Impossible de parler d’adaptation sans aborder la version d’Orgueil et Préjugés qui met tout le monde d’accord : celle de Joe Wright, portée à l’écran en 2005 par Keira Knightley (qui s’était fait connaître dans la franchise Pirates des Caraïbes) et Matthew MacFadyen (que nous avons tous adoré haïr dans Succession). Jamais une distribution n’a été aussi parfaite dans l’histoire du cinéma, si l’on en croit les fans.

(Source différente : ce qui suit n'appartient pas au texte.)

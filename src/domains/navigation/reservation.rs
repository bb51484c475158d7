use chrono::{DateTime, Duration, Utc};
use serde::{Deserialize, Serialize};
use std::collections::{BTreeMap, VecDeque};

use super::clock::DynClock;
use super::types::WorldPoint;
use crate::domains::logger::DynLogger;

/// Probe directions, in degrees, tried at every radius.
/// Expired reservations held for [`DestinationRegistry::take_expired`];
/// older ones are discarded past this count.
pub const EXPIRED_BACKLOG_CAPACITY: usize = 256;

pub const PROBE_ANGLES_DEG: [f64; 8] = [0.0, 45.0, 90.0, 135.0, 180.0, 225.0, 270.0, 315.0];

const SAME_POINT_EPSILON: f64 = 1e-6;

#[derive(Debug, Clone, Serialize, Deserialize)]
pub struct Reservation {
    pub agent_id: String,
    pub position: WorldPoint,
    pub reserved_at: DateTime<Utc>,
    pub expires_at: DateTime<Utc>,
}

impl Reservation {
    pub fn is_expired(&self, now: DateTime<Utc>) -> bool {
        now >= self.expires_at
    }
}

#[derive(Debug, Clone, Copy, PartialEq, Serialize, Deserialize)]
pub struct ReservationPolicy {
    pub default_duration_ms: u64,
    /// Two reservations closer than this conflict.
    pub min_separation: f64,
    pub max_attempts: usize,
    /// Probe radius for attempt `n` is `min_separation * (1 + radius_growth * n)`.
    pub radius_growth: f64,
}

impl ReservationPolicy {
    pub fn probe_radius(&self, attempt: usize) -> f64 {
        self.min_separation * (1.0 + self.radius_growth * attempt as f64)
    }
}

impl Default for ReservationPolicy {
    fn default() -> Self {
        Self {
            default_duration_ms: 15_000,
            min_separation: 1.0,
            max_attempts: 8,
            radius_growth: 0.5,
        }
    }
}

/// How a destination request was settled.
#[derive(Debug, Clone, Copy, PartialEq, Serialize, Deserialize)]
pub enum ArbitrationKind {
    /// The requested point was free.
    Requested,
    /// A probe point replaced the requested one.
    Probed { attempt: usize, angle_deg: f64 },
    /// Nothing free was found; the requested point was reserved anyway.
    Exhausted,
}

#[derive(Debug, Clone, Serialize, Deserialize)]
pub struct Arbitration {
    pub requested: WorldPoint,
    pub position: WorldPoint,
    pub kind: ArbitrationKind,
    pub reservation: Reservation,
}

/// Short-lived destination claims, one per agent.
///
/// Expiry is lazy: every public call first drops reservations whose time is
/// up. Dropped reservations are kept aside until [`take_expired`] collects
/// them, at most [`EXPIRED_BACKLOG_CAPACITY`] of the most recent.
///
/// [`take_expired`]: DestinationRegistry::take_expired
pub struct DestinationRegistry {
    reservations: BTreeMap<String, Reservation>,
    expired: VecDeque<Reservation>,
    policy: ReservationPolicy,
    clock: DynClock,
    logger: DynLogger,
}

impl DestinationRegistry {
    pub fn new(policy: ReservationPolicy, clock: DynClock, logger: DynLogger) -> Self {
        Self {
            reservations: BTreeMap::new(),
            expired: VecDeque::new(),
            policy,
            clock,
            logger,
        }
    }

    pub fn policy(&self) -> &ReservationPolicy {
        &self.policy
    }

    /// Reserves `position` for the default duration.
    pub fn reserve(&mut self, position: WorldPoint, agent_id: &str) -> Reservation {
        self.reserve_for(position, agent_id, self.policy.default_duration_ms)
    }

    /// Reserves `position` for `duration_ms`, replacing the agent's previous
    /// reservation.
    pub fn reserve_for(&mut self, position: WorldPoint, agent_id: &str, duration_ms: u64) -> Reservation {
        self.purge_expired();
        let now = self.clock.now();
        let duration = Duration::milliseconds(i64::try_from(duration_ms).unwrap_or(i64::MAX));
        let reservation = Reservation {
            agent_id: agent_id.to_string(),
            position,
            reserved_at: now,
            expires_at: now.checked_add_signed(duration).unwrap_or(DateTime::<Utc>::MAX_UTC),
        };
        self.reservations.insert(agent_id.to_string(), reservation.clone());
        reservation
    }

    pub fn find_available_destination(&mut self, requested: WorldPoint, agent_id: &str) -> WorldPoint {
        self.arbitrate(requested, agent_id, self.policy.max_attempts).position
    }

    pub fn find_available_destination_with_attempts(
        &mut self,
        requested: WorldPoint,
        agent_id: &str,
        max_attempts: usize,
    ) -> WorldPoint {
        self.arbitrate(requested, agent_id, max_attempts).position
    }

    pub fn arbitrate(&mut self, requested: WorldPoint, agent_id: &str, max_attempts: usize) -> Arbitration {
        self.arbitrate_where(requested, agent_id, max_attempts, |_| true)
    }

    /// Settles a destination for `agent_id` and reserves it.
    ///
    /// Probe points must also satisfy `accept`; the requested point itself is
    /// only checked against other agents' reservations.
    pub fn arbitrate_where<F>(
        &mut self,
        requested: WorldPoint,
        agent_id: &str,
        max_attempts: usize,
        accept: F,
    ) -> Arbitration
    where
        F: Fn(&WorldPoint) -> bool,
    {
        self.purge_expired();

        if !self.is_occupied(&requested, agent_id) {
            return Arbitration {
                requested,
                position: requested,
                kind: ArbitrationKind::Requested,
                reservation: self.reserve(requested, agent_id),
            };
        }

        let mut tested = vec![requested];
        for attempt in 1..=max_attempts {
            let radius = self.policy.probe_radius(attempt);
            for angle_deg in PROBE_ANGLES_DEG {
                let angle = angle_deg.to_radians();
                let candidate = WorldPoint::new(
                    requested.x + radius * angle.cos(),
                    requested.y,
                    requested.z + radius * angle.sin(),
                );
                if tested.iter().any(|t| t.distance(&candidate) < SAME_POINT_EPSILON) {
                    continue;
                }
                tested.push(candidate);
                if !accept(&candidate) || self.is_occupied(&candidate, agent_id) {
                    continue;
                }
                return Arbitration {
                    requested,
                    position: candidate,
                    kind: ArbitrationKind::Probed { attempt, angle_deg },
                    reservation: self.reserve(candidate, agent_id),
                };
            }
        }

        self.logger.warn(&format!(
            "no free destination near {} for agent {} after {} attempts; reserving it anyway",
            requested, agent_id, max_attempts
        ));
        Arbitration {
            requested,
            position: requested,
            kind: ArbitrationKind::Exhausted,
            reservation: self.reserve(requested, agent_id),
        }
    }

    /// Drops every reservation held by `agent_id`. Returns whether one existed.
    pub fn release(&mut self, agent_id: &str) -> bool {
        self.purge_expired();
        self.reservations.remove(agent_id).is_some()
    }

    /// Unexpired reservations, ordered by agent id.
    pub fn get_active_destinations(&mut self) -> Vec<Reservation> {
        self.purge_expired();
        self.reservations.values().cloned().collect()
    }

    /// Whether another agent's reservation is closer than the minimum
    /// separation. The caller's own reservation never counts.
    pub fn is_available(&mut self, position: &WorldPoint, agent_id: &str) -> bool {
        self.purge_expired();
        !self.is_occupied(position, agent_id)
    }

    /// Reservations dropped by expiry since the last call.
    pub fn take_expired(&mut self) -> Vec<Reservation> {
        self.expired.drain(..).collect()
    }

    fn is_occupied(&self, position: &WorldPoint, agent_id: &str) -> bool {
        let min = self.policy.min_separation;
        self.reservations
            .values()
            .any(|r| r.agent_id != agent_id && r.position.distance(position) < min)
    }

    fn purge_expired(&mut self) {
        let now = self.clock.now();
        let expired_ids: Vec<String> = self
            .reservations
            .values()
            .filter(|r| r.is_expired(now))
            .map(|r| r.agent_id.clone())
            .collect();
        for id in expired_ids {
            if let Some(reservation) = self.reservations.remove(&id) {
                self.logger
                    .debug(&format!("reservation of agent {} at {} expired", id, reservation.position));
                if self.expired.len() == EXPIRED_BACKLOG_CAPACITY {
                    self.expired.pop_front();
                }
                self.expired.push_back(reservation);
            }
        }
    }
}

« Keira Knightley est idéale en Elizabeth. Elle a littéralement les yeux brillants d’intelligence, comme on les décrit dans le livre, et le charme de Matthew MacFadyen est complètement fou! On tombe amoureuse de lui en même temps qu’Elizabeth tout au long du film », s’émerveille Anissia.

Même son de cloche pour Armelle, pour qui cette adaptation, accompagnée de celle de la BBC, a participé à sacraliser Orgueil et Préjugés dans la culture populaire. Elle saurait même réciter certaines répliques du film par cœur.

« Darcy, sous la pluie, qui dit essentiellement à Elizabeth : “ta famille est nulle, mais toi, je t’aime” et puis elle qui le rejette, juste après? Je pourrais regarder la scène 100 fois. »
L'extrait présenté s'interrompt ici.